Work order
What is needed is an exact copy of every record.
═══ Dataset excerpts ═══
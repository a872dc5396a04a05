//! Errores producidos por las capas de `tower`
//!
//! `TimeoutLayer` y `ConcurrencyLimitLayer` devuelven `BoxError`; axum
//! necesita convertirlos en una respuesta antes de llegar al cliente.

use axum::{http::StatusCode, response::IntoResponse, BoxError, Json};
use serde_json::json;
use tower::timeout::error::Elapsed;

pub async fn handle_middleware_error(err: BoxError) -> impl IntoResponse {
    if err.is::<Elapsed>() {
        tracing::warn!("request timed out");
        return (
            StatusCode::REQUEST_TIMEOUT,
            Json(json!({
                "error": "Request Timeout",
                "message": "The request took too long to complete",
                "code": "TIMEOUT",
            })),
        );
    }

    tracing::error!(error = %err, "unhandled middleware error");
    (
        StatusCode::INTERNAL_SERVER_ERROR,
        Json(json!({
            "error": "Internal Server Error",
            "message": "An internal server error occurred",
            "code": "INTERNAL_ERROR",
        })),
    )
}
═══
Task answer
repository a872dc5396a04a05
//! Errores producidos por las capas de `tower`
//!
//! `TimeoutLayer` y `ConcurrencyLimitLayer` devuelven `BoxError`; axum
//! necesita convertirlos en una respuesta antes de llegar al cliente.

use axum::{http::StatusCode, response::IntoResponse, BoxError, Json};
use serde_json::json;
use tower::timeout::error::Elapsed;

pub async fn handle_middleware_error(err: BoxError) -> impl IntoResponse {
    if err.is::<Elapsed>() {
        tracing::warn!("request timed out");
        return (
            StatusCode::REQUEST_TIMEOUT,
            Json(json!({
                "error": "Request Timeout",
                "message": "The request took too long to complete",
                "code": "TIMEOUT",
            })),
        );
    }

    tracing::error!(error = %err, "unhandled middleware error");
    (
        StatusCode::INTERNAL_SERVER_ERROR,
        Json(json!({
            "error": "Internal Server Error",
            "message": "An internal server error occurred",
            "code": "INTERNAL_ERROR",
        })),
    )
}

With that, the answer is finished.